Material provided |
//! Market data service facade
//!
//! Wires the tick store, bar aggregator, opening price registry, fetch
//! executor and sector cache together from one [`MarketDataConfig`] and
//! exposes the in-process operations an API layer calls.

use std::sync::Arc;

use rust_decimal::Decimal;
use tracing::info;
use types::errors::TickError;
use types::ids::InstrumentCode;
use types::numeric::{Price, Volume};

use crate::bars::{BarAggregator, MinuteBar};
use crate::clock::{Clock, SystemClock};
use crate::config::{ConfigError, MarketDataConfig};
use crate::fetch::ParallelFetchExecutor;
use crate::metrics::EngineMetrics;
use crate::opening::OpeningPriceRegistry;
use crate::provider::PriceLookupProvider;
use crate::sector_cache::{CacheState, SectorAggregationCache, SectorSnapshot, TradingPeriod};
use crate::sectors::{SectorConfigProvider, StaticSectorConfig};
use crate::tick_store::{Diagnostics, TickRecord, TickStore};

/// Real-time market data engine.
pub struct MarketDataService {
    config: MarketDataConfig,
    metrics: Arc<EngineMetrics>,
    opening: Arc<OpeningPriceRegistry>,
    bars: Arc<BarAggregator>,
    ticks: TickStore,
    fetcher: Arc<ParallelFetchExecutor>,
    sectors: SectorAggregationCache,
}

impl MarketDataService {
    /// Build the engine from explicit collaborators.
    pub fn new(
        config: MarketDataConfig,
        provider: Arc<dyn PriceLookupProvider>,
        sector_config: Arc<dyn SectorConfigProvider>,
        clock: Arc<dyn Clock>,
    ) -> Result<Self, ConfigError> {
        config.validate()?;
        let offset = config.session_offset().ok_or_else(|| ConfigError::InvalidValue {
            key: "MARKET_DATA_SESSION_UTC_OFFSET_SECS",
            value: config.session_utc_offset_secs.to_string(),
            reason: "out of range".to_string(),
        })?;

        let metrics = Arc::new(EngineMetrics::new());
        let opening = Arc::new(OpeningPriceRegistry::new());
        let bars = Arc::new(BarAggregator::new(
            Arc::clone(&opening),
            config.max_bars,
            offset,
        ));
        let ticks = TickStore::new(
            Arc::clone(&bars),
            Arc::clone(&opening),
            Arc::clone(&clock),
            Arc::clone(&metrics),
            config.max_ticks,
            offset,
        );
        let fetcher = Arc::new(ParallelFetchExecutor::new(
            provider,
            config.fetch_pool_width,
            config.fetch_timeout,
            Arc::clone(&metrics),
        ));
        let sectors = SectorAggregationCache::new(
            sector_config,
            Arc::clone(&fetcher),
            clock,
            Arc::clone(&metrics),
            config.cache_ttl,
        )
        .with_bars(Arc::clone(&bars));

        info!(
            max_ticks = config.max_ticks,
            max_bars = config.max_bars,
            pool_width = config.fetch_pool_width,
            "MarketDataService initialized"
        );

        Ok(Self {
            config,
            metrics,
            opening,
            bars,
            ticks,
            fetcher,
            sectors,
        })
    }

    /// Build the engine on the system clock, loading the sector catalog from
    /// `config.sector_catalog_path` or falling back to the built-in one.
    pub fn from_config(
        config: MarketDataConfig,
        provider: Arc<dyn PriceLookupProvider>,
    ) -> Result<Self, ConfigError> {
        let sector_config = match config.sector_catalog_path.as_deref() {
            Some(path) => StaticSectorConfig::from_path(path)?,
            None => StaticSectorConfig::builtin(),
        };
        Self::new(
            config,
            provider,
            Arc::new(sector_config),
            Arc::new(SystemClock),
        )
    }

    pub fn config(&self) -> &MarketDataConfig {
        &self.config
    }

    pub fn metrics(&self) -> &Arc<EngineMetrics> {
        &self.metrics
    }

    // Tick ingestion

    pub fn add_tick(
        &self,
        instrument: &InstrumentCode,
        price: Decimal,
        volume: Volume,
    ) -> Result<(), TickError> {
        self.ticks.add_tick(instrument, price, volume)
    }

    /// Ingest from untyped feed input (raw code, signed volume).
    pub fn add_tick_raw(&self, instrument: &str, price: Decimal, volume: i64) -> Result<(), TickError> {
        self.ticks.add_tick_raw(instrument, price, volume)
    }

    pub fn recent_ticks(&self, instrument: &InstrumentCode, count: usize) -> Vec<TickRecord> {
        self.ticks.recent_ticks(instrument, count)
    }

    pub fn minute_bars(&self, instrument: &InstrumentCode) -> Vec<MinuteBar> {
        self.bars.bars(instrument)
    }

    pub fn opening_price(&self, instrument: &InstrumentCode) -> Option<Decimal> {
        self.opening.get(instrument)
    }

    /// Replace the opening price baseline, e.g. with the official open.
    pub fn set_opening_price(&self, instrument: &InstrumentCode, price: Decimal) -> Result<(), TickError> {
        let price = Price::try_new(price).ok_or_else(|| TickError::NonPositivePrice(price.to_string()))?;
        self.opening.set(instrument, price);
        Ok(())
    }

    pub fn clear_instrument(&self, instrument: &InstrumentCode) {
        self.ticks.clear(instrument);
    }

    /// Session reset: ticks, bars and opening prices for every instrument.
    pub fn clear_all_market_data(&self) {
        self.ticks.clear_all();
    }

    pub fn diagnostics(&self) -> Diagnostics {
        self.ticks.diagnostics()
    }

    // Sector aggregation

    pub async fn get_all_sector_trading(&self) -> Vec<SectorSnapshot> {
        self.sectors.get_all_sector_trading().await
    }

    pub async fn get_all_sector_trading_for(&self, period: TradingPeriod) -> Vec<SectorSnapshot> {
        self.sectors.get_all_sector_trading_for(period).await
    }

    pub async fn get_sector_detail(&self, sector_code: &str) -> Option<SectorSnapshot> {
        self.sectors.get_sector_detail(sector_code).await
    }

    pub async fn get_sector_detail_for(
        &self,
        sector_code: &str,
        period: TradingPeriod,
    ) -> Option<SectorSnapshot> {
        self.sectors.get_sector_detail_for(sector_code, period).await
    }

    pub fn clear_sector_cache(&self) {
        self.sectors.clear_cache();
    }

    pub fn sector_cache_state(&self, period: TradingPeriod) -> CacheState {
        self.sectors.cache_state(period)
    }

    pub async fn warmup(&self) {
        self.sectors.warmup().await;
    }

    /// Stop accepting upstream lookups. Tick ingestion keeps working.
    pub fn shutdown(&self) {
        self.fetcher.shutdown();
        info!("MarketDataService shut down");
    }
}
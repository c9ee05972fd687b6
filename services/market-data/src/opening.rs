//! Opening price registry
//!
//! Holds the first observed price per instrument for the current session.
//! It is the baseline for every change-rate figure the engine produces.
//! First observation wins; only an explicit override or a reset replaces it.

use dashmap::mapref::entry::Entry;
use dashmap::DashMap;
use rust_decimal::Decimal;
use tracing::{debug, info};
use types::ids::InstrumentCode;
use types::numeric::Price;

/// Session opening prices keyed by instrument.
#[derive(Debug, Default)]
pub struct OpeningPriceRegistry {
    prices: DashMap<InstrumentCode, Price>,
}

impl OpeningPriceRegistry {
    pub fn new() -> Self {
        Self::default()
    }

    /// Record `price` as the opening price unless one is already set.
    ///
    /// Returns `true` if this call established the baseline.
    pub fn record_if_absent(&self, instrument: &InstrumentCode, price: Price) -> bool {
        match self.prices.entry(instrument.clone()) {
            Entry::Occupied(_) => false,
            Entry::Vacant(slot) => {
                slot.insert(price);
                debug!(instrument = %instrument, price = %price, "Opening price recorded");
                true
            }
        }
    }

    /// Overwrite the opening price, e.g. with an official open print.
    pub fn set(&self, instrument: &InstrumentCode, price: Price) {
        self.prices.insert(instrument.clone(), price);
        info!(instrument = %instrument, price = %price, "Opening price overridden");
    }

    pub fn get(&self, instrument: &InstrumentCode) -> Option<Decimal> {
        self.prices.get(instrument).map(|p| p.as_decimal())
    }

    /// Forget one instrument's baseline; its next tick re-establishes it.
    pub fn reset(&self, instrument: &InstrumentCode) {
        self.prices.remove(instrument);
    }

    /// Forget every baseline (session start).
    pub fn reset_all(&self) {
        self.prices.clear();
    }

    pub fn len(&self) -> usize {
        self.prices.len()
    }

    pub fn is_empty(&self) -> bool {
        self.prices.is_empty()
    }
}
//! Fixed-point decimal types for prices and volumes
//!
//! Uses rust_decimal for deterministic arithmetic (no floating-point errors).
//! Percentages and change rates are rounded HALF_UP to 2 decimal places,
//! matching conventional financial display rules.

use std::fmt;
use std::str::FromStr;

use rust_decimal::{Decimal, RoundingStrategy};
use serde::{Deserialize, Serialize};

use crate::errors::TickError;

/// Decimal places used for percentages and change rates.
pub const PERCENT_DP: u32 = 2;

/// Round a value HALF_UP to 2 decimal places.
pub fn round_half_up_2(v: Decimal) -> Decimal {
    v.round_dp_with_strategy(PERCENT_DP, RoundingStrategy::MidpointAwayFromZero)
}

/// Change rate of `price` against `opening`, in percent.
///
/// Returns `None` when the opening price is zero or the rate does not fit
/// in a `Decimal`.
pub fn change_rate_pct(price: Decimal, opening: Decimal) -> Option<Decimal> {
    if opening.is_zero() {
        return None;
    }
    let delta = price.checked_sub(opening)?;
    let rate = match delta.checked_mul(Decimal::ONE_HUNDRED) {
        Some(scaled) => scaled.checked_div(opening)?,
        None => delta.checked_div(opening)?.checked_mul(Decimal::ONE_HUNDRED)?,
    };
    Some(round_half_up_2(rate))
}

/// Share of `part` in `total`, in percent. Zero when `total` is not positive.
pub fn percentage_of(part: Decimal, total: Decimal) -> Decimal {
    if total <= Decimal::ZERO {
        return Decimal::ZERO;
    }
    let share = match part.checked_mul(Decimal::ONE_HUNDRED) {
        Some(scaled) => scaled.checked_div(total),
        None => part
            .checked_div(total)
            .and_then(|r| r.checked_mul(Decimal::ONE_HUNDRED)),
    };
    share.map(round_half_up_2).unwrap_or(Decimal::ZERO)
}

/// Strictly positive price.
#[derive(Debug, Clone, Copy, PartialEq, Eq, Hash, PartialOrd, Ord, Serialize, Deserialize)]
#[serde(transparent)]
pub struct Price(Decimal);

impl Price {
    /// # Panics
    /// Panics if `value` is not strictly positive
    pub fn new(value: Decimal) -> Self {
        Self::try_new(value).expect("Price must be strictly positive")
    }

    /// Returns `None` for zero or negative values.
    pub fn try_new(value: Decimal) -> Option<Self> {
        if value > Decimal::ZERO {
            Some(Self(value))
        } else {
            None
        }
    }

    pub fn from_u64(value: u64) -> Self {
        Self::new(Decimal::from(value))
    }

    pub fn as_decimal(&self) -> Decimal {
        self.0
    }
}

impl FromStr for Price {
    type Err = TickError;

    fn from_str(s: &str) -> Result<Self, Self::Err> {
        let value = Decimal::from_str_exact(s.trim())
            .map_err(|_| TickError::Unparsable(s.to_string()))?;
        Self::try_new(value).ok_or_else(|| TickError::NonPositivePrice(value.to_string()))
    }
}

impl fmt::Display for Price {
    fn fmt(&self, f: &mut fmt::Formatter<'_>) -> fmt::Result {
        write!(f, "{}", self.0)
    }
}

/// Traded volume (share count). Zero is a valid print with no reported size.
#[derive(Debug, Clone, Copy, Default, PartialEq, Eq, Hash, PartialOrd, Ord, Serialize, Deserialize)]
#[serde(transparent)]
pub struct Volume(u64);

impl Volume {
    pub const ZERO: Volume = Volume(0);

    pub fn new(value: u64) -> Self {
        Self(value)
    }

    /// Returns `None` for negative input.
    pub fn try_from_signed(value: i64) -> Option<Self> {
        u64::try_from(value).ok().map(Self)
    }

    pub fn get(&self) -> u64 {
        self.0
    }

    pub fn as_decimal(&self) -> Decimal {
        Decimal::from(self.0)
    }

    pub fn saturating_add(self, other: Volume) -> Volume {
        Volume(self.0.saturating_add(other.0))
    }
}

impl fmt::Display for Volume {
    fn fmt(&self, f: &mut fmt::Formatter<'_>) -> fmt::Result {
        write!(f, "{}", self.0)
    }
}

/// Trading value of a print: price × volume.
///
/// `None` when the product overflows `Decimal`.
pub fn trading_value(price: Decimal, volume: Volume) -> Option<Decimal> {
    price.checked_mul(volume.as_decimal())
}

/// Sum of `values`, or `None` on overflow.
pub fn checked_sum(values: impl IntoIterator<Item = Decimal>) -> Option<Decimal> {
    values
        .into_iter()
        .try_fold(Decimal::ZERO, |acc, v| acc.checked_add(v))
}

Task description | State the number of lines in the records that contain the string "SectorSnapshot", and nothing more.

Solution to this exercise | 5